Green Day Ready for Revolution at KROQ Almost Acoustic Xmas
If night one of L.A. radio station KROQ’s annual Almost Acoustic Christmas was a celebration of the year in music, night two brought the headlines of 2016 back to the forefront, thanks to a strong set from Beck and a call-to-arms from a fired-up Green Day.
At the close of his masterful performance, Beck paid tribute to the fallen stars of 2016 in a way only he and a top-notch band could do. “It’s been a weird year,” he said in an understatement. “We lost a lot of people.” He then recalled the last time he saw Prince was at the Forum, where Almost Acoustic Xmas was held, calling it, “One of the best shows I’ve ever seen.”
He then paid musical homage to Prince with a snippet of the singer’s “1999,” and David Bowie with guitarist Jason Falkner delivering the riff to “China Girl” during the band intros, in the middle ofan extended “Where It’s At.”
Opening with “Loser” and rolling through hits like “Devil’s Haircut,” “Wow” and “E-Pro,” and a great rendition of “Blue Moon,” Beck and his band delivered a stellar 45 minutes of top-notch funk that looked as if it would be difficult for any band to follow up.
That is, until headliners Green Day took the stage, ready for a revolution. The band, who has been vehemently open in their disdain for president elect Donald Trump, are channeling that fire and energy into their music in a way that immediately calls to mind their brilliant 2004 and 2005, when American Idiot made them the biggest band in rock for the second time. Opening with the title track to that album last night, the Rock And Roll Hall Of Famers delivered an explosive and rabble-rousing set.
“We’re the freaks and the losers and the weirdos,” frontman Billie Joe Armstrong said late in the hour-plus set. “And we’ve got to stick together, right?” That was one of several messages of unity in the set, another time telling the crowd to “kiss each other right now.”

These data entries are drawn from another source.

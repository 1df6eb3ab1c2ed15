//! Integration tests for list algorithms
//!
//! Tests construction, sharing, membership and removal over pairs.

use sinter_foundation::{ErrorKind, Value};
use sinter_heap::Heap;

const LIMIT: usize = 1 << 16;

fn heap() -> Heap {
    Heap::with_capacity(1 << 16)
}

fn numbers(heap: &mut Heap, ns: &[f64]) -> Value {
    let items: Vec<Value> = ns.iter().copied().map(Value::Number).collect();
    heap.list(&items).unwrap()
}

fn to_numbers(heap: &Heap, xs: Value) -> Vec<f64> {
    heap.list_to_vec(xs)
        .unwrap()
        .into_iter()
        .map(|v| v.as_number().unwrap())
        .collect()
}

#[test]
fn list_renders_as_nested_pairs() {
    let mut heap = heap();
    let xs = numbers(&mut heap, &[1.0, 2.0, 3.0]);
    assert_eq!(heap.render(xs).unwrap(), "[1, [2, [3, null]]]");
    assert_eq!(heap.length(xs).unwrap(), 3);
}

#[test]
fn append_shares_the_second_list() {
    let mut heap = heap();
    let xs = numbers(&mut heap, &[1.0, 2.0]);
    let ys = numbers(&mut heap, &[3.0]);
    let joined = heap.append(xs, ys).unwrap();
    assert_eq!(to_numbers(&heap, joined), vec![1.0, 2.0, 3.0]);
    let tail = heap.cdr(heap.cdr(joined).unwrap()).unwrap();
    assert!(heap.strict_equal(tail, ys).unwrap());
    assert!(!heap.strict_equal(joined, xs).unwrap());
    let same = heap.append(Value::Null, ys).unwrap();
    assert!(heap.strict_equal(same, ys).unwrap());
}

#[test]
fn reverse_copies() {
    let mut heap = heap();
    let xs = numbers(&mut heap, &[1.0, 2.0, 3.0]);
    let rev = heap.reverse(xs).unwrap();
    assert_eq!(to_numbers(&heap, rev), vec![3.0, 2.0, 1.0]);
    assert_eq!(to_numbers(&heap, xs), vec![1.0, 2.0, 3.0]);
}

#[test]
fn member_returns_the_matching_suffix() {
    let mut heap = heap();
    let xs = numbers(&mut heap, &[1.0, 2.0, 3.0]);
    let found = heap.member(Value::Number(2.0), xs, LIMIT).unwrap();
    assert_eq!(to_numbers(&heap, found), vec![2.0, 3.0]);
    assert!(heap.member(Value::Number(9.0), xs, LIMIT).unwrap().is_null());
}

#[test]
fn remove_takes_only_the_first_match() {
    let mut heap = heap();
    let xs = numbers(&mut heap, &[1.0, 2.0, 1.0, 2.0]);
    let removed = heap.remove(Value::Number(2.0), xs, LIMIT).unwrap();
    assert_eq!(to_numbers(&heap, removed), vec![1.0, 1.0, 2.0]);
    let untouched = heap.remove(Value::Number(7.0), xs, LIMIT).unwrap();
    assert!(heap.strict_equal(untouched, xs).unwrap());
}

#[test]
fn remove_all_filters_structurally() {
    let mut heap = heap();
    let xs = numbers(&mut heap, &[1.0, 2.0, 1.0, 2.0, 2.0, 4.0, 2.0, 5.0]);
    let kept = heap.remove_all(Value::Number(2.0), xs, LIMIT).unwrap();
    assert_eq!(to_numbers(&heap, kept), vec![1.0, 1.0, 4.0, 5.0]);

    let inner = numbers(&mut heap, &[1.0]);
    let probe = numbers(&mut heap, &[1.0]);
    let nested = heap.list(&[inner, Value::Number(3.0)]).unwrap();
    let kept = heap.remove_all(probe, nested, LIMIT).unwrap();
    assert_eq!(to_numbers(&heap, kept), vec![3.0]);
}

#[test]
fn improper_lists_are_type_errors() {
    let mut heap = heap();
    let dotted = heap.cons(Value::Number(1.0), Value::Number(2.0)).unwrap();
    assert!(!heap.is_list(dotted).unwrap());
    let err = heap.length(dotted).unwrap_err();
    assert!(matches!(err.kind, ErrorKind::TypeMismatch { .. }));
}

#[test]
fn cyclic_spines_are_not_lists() {
    let mut heap = heap();
    let xs = numbers(&mut heap, &[1.0, 2.0]);
    let last = heap.cdr(xs).unwrap();
    heap.set_cdr(last, xs).unwrap();
    assert!(!heap.is_list(xs).unwrap());
    assert!(heap.length(xs).is_err());
}

#[test]
fn two_element_arrays_act_as_pairs() {
    let mut heap = heap();
    let tail = heap.array(vec![Value::Number(2.0), Value::Null]).unwrap();
    let xs = heap.array(vec![Value::Number(1.0), tail]).unwrap();
    assert!(heap.is_list(xs).unwrap());
    assert_eq!(to_numbers(&heap, xs), vec![1.0, 2.0]);
}
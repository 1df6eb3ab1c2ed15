//! Rendering values as text.

use std::collections::HashSet;

use sinter_foundation::{HeapId, Result, Value, format_number};

use crate::heap::Heap;
use crate::object::HeapObject;

enum Task {
    Value(Value),
    Text(&'static str),
    Leave(HeapId),
}

impl Heap {
    /// Renders a value the way `display` prints it.
    ///
    /// Pairs and arrays print as `[a, b]`. A structure reached again while
    /// it is still being printed prints as `...<circular>`; shared but
    /// acyclic substructure prints in full each time.
    pub fn render(&self, value: Value) -> Result<String> {
        let mut out = String::new();
        let mut active: HashSet<HeapId> = HashSet::new();
        let mut tasks = vec![Task::Value(value)];

        while let Some(task) = tasks.pop() {
            match task {
                Task::Text(text) => out.push_str(text),
                Task::Leave(id) => {
                    active.remove(&id);
                }
                Task::Value(Value::Reference(id)) => match self.get(id)? {
                    HeapObject::String(text) => out.push_str(text),
                    HeapObject::Pair(_) | HeapObject::Array(_) if active.contains(&id) => {
                        out.push_str("...<circular>");
                    }
                    object @ (HeapObject::Pair(_) | HeapObject::Array(_)) => {
                        let items = object.elements().unwrap_or_default();
                        active.insert(id);
                        out.push('[');
                        tasks.push(Task::Leave(id));
                        tasks.push(Task::Text("]"));
                        for (i, item) in items.iter().enumerate().rev() {
                            tasks.push(Task::Value(*item));
                            if i > 0 {
                                tasks.push(Task::Text(", "));
                            }
                        }
                    }
                    HeapObject::Environment { .. } => out.push_str("<environment>"),
                    HeapObject::Closure { .. }
                    | HeapObject::Primitive(_)
                    | HeapObject::Internal(_)
                    | HeapObject::Thunk(_) => out.push_str("<function>"),
                },
                Task::Value(Value::Number(n)) => out.push_str(&format_number(n)),
                Task::Value(other) => out.push_str(&other.to_string()),
            }
        }
        Ok(out)
    }
}
//! Loading SVML images.
//!
//! An image is a 16-byte header, a constant pool and a sequence of
//! functions. Everything is addressed by byte offset into the image.

#![allow(clippy::cast_possible_truncation)]

use std::collections::HashMap;

use sinter_foundation::{Error, Result};

use crate::opcode::Opcode;

/// Magic number at the start of every image.
pub const MAGIC: u32 = 0x5005_ACAD;
/// Size of the image header in bytes.
pub const HEADER_LEN: usize = 16;
/// Size of a function header in bytes.
pub const FUNCTION_HEADER_LEN: usize = 4;
/// Size of a constant header (type and length) in bytes.
pub const CONSTANT_HEADER_LEN: usize = 6;
/// Constant type tag for strings.
pub const STRING_CONSTANT: u16 = 1;

/// Image format version written by the assembler.
pub const VERSION: (u16, u16) = (0, 0);

/// The fixed header preceding each function's code.
#[derive(Debug, Clone, Copy, PartialEq, Eq, Default)]
pub struct FunctionHeader {
    /// Operand stack entries the compiler expects the function to use.
    pub stack_size: u8,
    /// Slots in the function's environment.
    pub env_size: u8,
    /// Number of parameters.
    pub num_args: u8,
}

impl FunctionHeader {
    /// Creates a function header.
    #[must_use]
    pub const fn new(stack_size: u8, env_size: u8, num_args: u8) -> Self {
        Self {
            stack_size,
            env_size,
            num_args,
        }
    }

    /// Encodes the header including its padding byte.
    #[must_use]
    pub const fn to_bytes(self) -> [u8; FUNCTION_HEADER_LEN] {
        [self.stack_size, self.env_size, self.num_args, 0]
    }
}

/// A validated SVML image.
#[derive(Debug, Clone)]
pub struct Program {
    image: Vec<u8>,
    version: (u16, u16),
    entry: u32,
    strings: HashMap<u32, Box<str>>,
}

impl Program {
    /// Parses and validates an image.
    pub fn parse(bytes: &[u8]) -> Result<Self> {
        if bytes.len() < HEADER_LEN {
            return Err(Error::invalid_program(format!(
                "image of {} bytes is shorter than its header",
                bytes.len()
            )));
        }
        let magic = read_u32(bytes, 0)?;
        if magic != MAGIC {
            return Err(Error::invalid_program(format!(
                "bad magic 0x{magic:08x}"
            )));
        }
        let version = (read_u16(bytes, 4)?, read_u16(bytes, 6)?);
        let entry = read_u32(bytes, 8)?;
        let constant_count = read_u32(bytes, 12)?;

        let mut strings = HashMap::new();
        let mut at = HEADER_LEN;
        for _ in 0..constant_count {
            let address = at as u32;
            let kind = read_u16(bytes, at)?;
            let length = read_u32(bytes, at + 2)? as usize;
            let start = at + CONSTANT_HEADER_LEN;
            let data = bytes.get(start..start + length).ok_or_else(|| {
                Error::invalid_program(format!("constant at 0x{address:x} overruns the image"))
            })?;
            if kind != STRING_CONSTANT {
                return Err(Error::invalid_program(format!(
                    "unknown constant type {kind} at 0x{address:x}"
                )));
            }
            let text = match data.split_last() {
                Some((0, text)) => text,
                _ => {
                    return Err(Error::invalid_program(format!(
                        "string constant at 0x{address:x} is not NUL-terminated"
                    )));
                }
            };
            let text = std::str::from_utf8(text).map_err(|_| {
                Error::invalid_program(format!("string constant at 0x{address:x} is not UTF-8"))
            })?;
            strings.insert(address, Box::from(text));
            at = start + length;
        }

        let program = Self {
            image: bytes.to_vec(),
            version,
            entry,
            strings,
        };
        program.function(entry)?;
        tracing::debug!(
            size = bytes.len(),
            entry,
            constants = constant_count,
            "loaded program"
        );
        Ok(program)
    }

    /// The raw image.
    #[must_use]
    pub fn image(&self) -> &[u8] {
        &self.image
    }

    /// Image format version as `(major, minor)`.
    #[must_use]
    pub const fn version(&self) -> (u16, u16) {
        self.version
    }

    /// Address of the entry function.
    #[must_use]
    pub const fn entry(&self) -> u32 {
        self.entry
    }

    /// Reads the header of the function at `address`.
    pub fn function(&self, address: u32) -> Result<FunctionHeader> {
        let at = address as usize;
        match self.image.get(at..at + FUNCTION_HEADER_LEN) {
            Some([stack_size, env_size, num_args, _]) if at >= HEADER_LEN => Ok(FunctionHeader {
                stack_size: *stack_size,
                env_size: *env_size,
                num_args: *num_args,
            }),
            _ => Err(Error::invalid_program(format!(
                "no function at 0x{address:x}"
            ))),
        }
    }

    /// Returns the text of the string constant at `address`.
    pub fn string_constant(&self, address: u32) -> Result<&str> {
        self.strings.get(&address).map(AsRef::as_ref).ok_or_else(|| {
            Error::invalid_program(format!("no string constant at 0x{address:x}"))
        })
    }

    /// Decodes the instruction at `pc`.
    pub fn decode(&self, pc: usize) -> Result<(Opcode, usize)> {
        Opcode::decode(&self.image, pc)
    }
}

fn read_u16(bytes: &[u8], at: usize) -> Result<u16> {
    bytes
        .get(at..at + 2)
        .and_then(|b| b.try_into().ok())
        .map(u16::from_le_bytes)
        .ok_or_else(|| Error::invalid_program(format!("truncated image at 0x{at:x}")))
}

fn read_u32(bytes: &[u8], at: usize) -> Result<u32> {
    bytes
        .get(at..at + 4)
        .and_then(|b| b.try_into().ok())
        .map(u32::from_le_bytes)
        .ok_or_else(|| Error::invalid_program(format!("truncated image at 0x{at:x}")))
}
//! Shared helpers for assembling and running test programs.

use std::rc::Rc;

use sinter_foundation::{Result, Value};
use sinter_heap::Heap;
use sinter_vm::{Assembler, BufferSink, Code, FunctionHeader, Program, Vm, VmConfig, primitive_id};

pub fn vm() -> (Vm, BufferSink) {
    let sink = BufferSink::new();
    let vm = Vm::new(Heap::with_capacity(1 << 20), VmConfig::default()).with_output(sink.clone());
    (vm, sink)
}

pub fn prim(name: &str) -> u8 {
    primitive_id(name).unwrap_or_else(|| panic!("no primitive named {name}"))
}

/// Assembles `main` as the entry function and runs it.
pub fn run_with(
    vm: &mut Vm,
    mut asm: Assembler,
    build: impl FnOnce(&mut Assembler, &mut Code),
) -> Result<Value> {
    let mut code = Code::new();
    build(&mut asm, &mut code);
    let main = asm.function(FunctionHeader::new(16, 4, 0), code);
    let image = asm.finish(main)?;
    vm.run(Rc::new(Program::parse(&image)?))
}

/// Runs a program and renders its result.
pub fn eval(build: impl FnOnce(&mut Assembler, &mut Code)) -> String {
    let (mut vm, _) = vm();
    let result = run_with(&mut vm, Assembler::new(), build).unwrap();
    vm.heap().render(result).unwrap()
}

/// Pushes `list(ns...)`.
pub fn push_list(code: &mut Code, ns: &[f64]) {
    for n in ns {
        code.number(*n);
    }
    code.call_primitive(prim("list"), u8::try_from(ns.len()).unwrap());
}
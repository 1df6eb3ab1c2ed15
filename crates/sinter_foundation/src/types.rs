//! Runtime type descriptors.

use std::fmt;

/// Runtime type of a value, or the shape a primitive expected.
///
/// The first group names concrete runtime types; the second group only
/// appears as the `expected` side of a type mismatch.
#[derive(Clone, Copy, PartialEq, Eq, Hash)]
pub enum Type {
    /// IEEE-754 double.
    Number,
    /// Boolean.
    Boolean,
    /// The empty list.
    Null,
    /// The absence of a value.
    Undefined,
    /// Immutable text.
    String,
    /// Two-slot cons cell.
    Pair,
    /// Mutable ordered sequence.
    Array,
    /// Any callable: closures, primitives, internal functions and thunks.
    Function,
    /// Variable frame.
    Environment,

    /// Null or a pair whose tail is a list.
    List,
    /// Null or a pair whose tail is callable.
    Stream,
    /// A number with no fractional part.
    Integer,
    /// Any value.
    Any,
}

impl Type {
    /// Returns the lowercase name used in diagnostics.
    #[must_use]
    pub const fn name(self) -> &'static str {
        match self {
            Self::Number => "number",
            Self::Boolean => "boolean",
            Self::Null => "null",
            Self::Undefined => "undefined",
            Self::String => "string",
            Self::Pair => "pair",
            Self::Array => "array",
            Self::Function => "function",
            Self::Environment => "environment",
            Self::List => "list",
            Self::Stream => "stream",
            Self::Integer => "integer",
            Self::Any => "any",
        }
    }
}

impl fmt::Debug for Type {
    fn fmt(&self, f: &mut fmt::Formatter<'_>) -> fmt::Result {
        f.write_str(self.name())
    }
}

impl fmt::Display for Type {
    fn fmt(&self, f: &mut fmt::Formatter<'_>) -> fmt::Result {
        fmt::Debug::fmt(self, f)
    }
}

/// Number of arguments a function accepts.
#[derive(Clone, Copy, Debug, PartialEq, Eq, Hash)]
pub enum Arity {
    /// Exactly N arguments.
    Exact(usize),
    /// Between min and max arguments (inclusive).
    Range(usize, usize),
    /// At least N arguments, then any number more.
    Variadic(usize),
}

impl Arity {
    /// Checks whether `count` arguments satisfy this arity.
    #[must_use]
    pub const fn accepts(self, count: usize) -> bool {
        match self {
            Self::Exact(n) => count == n,
            Self::Range(min, max) => count >= min && count <= max,
            Self::Variadic(min) => count >= min,
        }
    }
}

impl fmt::Display for Arity {
    fn fmt(&self, f: &mut fmt::Formatter<'_>) -> fmt::Result {
        match self {
            Self::Exact(n) => write!(f, "{n}"),
            Self::Range(min, max) => write!(f, "{min} to {max}"),
            Self::Variadic(min) => write!(f, "at least {min}"),
        }
    }
}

Armstrong’s anger at what many have called one of the worst years ever was palpable as he said at another point, “I’m so glad 2016 is coming to a close cause 2017 is gonna kick 2016’s ass. I’m ready for some peace and love. I am sick of the chaos.”
If the message he delivered between songs was one of hope and spiritual prosperity in the new year, the music wasn’t ready to let go of their anger at 2016. From “Holiday” and “Revolution Radio” to the singalong “Boulevard Of Broken Dreams” and the new “Still Breathing,” every song was played with a ferociousness that inspired the crowd into a frenzy.
During “Longview,” Armstrong flubbed a line, and just smiled, asking, “Does anybody know the lyrics?” He found a girl who did, bringing her on stage to lead the crowd in possibly the greatest (and certainly the biggest) session of Green Day karaoke ever.
The set ended triumphantly with “Minority,” and the entire floor jumping as one in awe of a band fully engaged and at the absolute peak of their game again. When Green Day are at their best, as they showed during their American Idiot days, they are on par with any rock band going. Well, 2017 seems very promising for Green Day and their fans, cause they are at their war-ready best again.
From top to bottom the whole lineup last night offered plenty of highlights, including The Head And The Heart’s opening set, Bishop Briggs proving her brilliant KROQ Weenie Roast set was no fluke, and Weezer providing a hit-filled set that, as always, excited the crowd.
On any other night all of these performances, especially Beck’s, would have been the talk of the crowd on their way out. But this was clearly Green Day’s night, and they made it one to remember.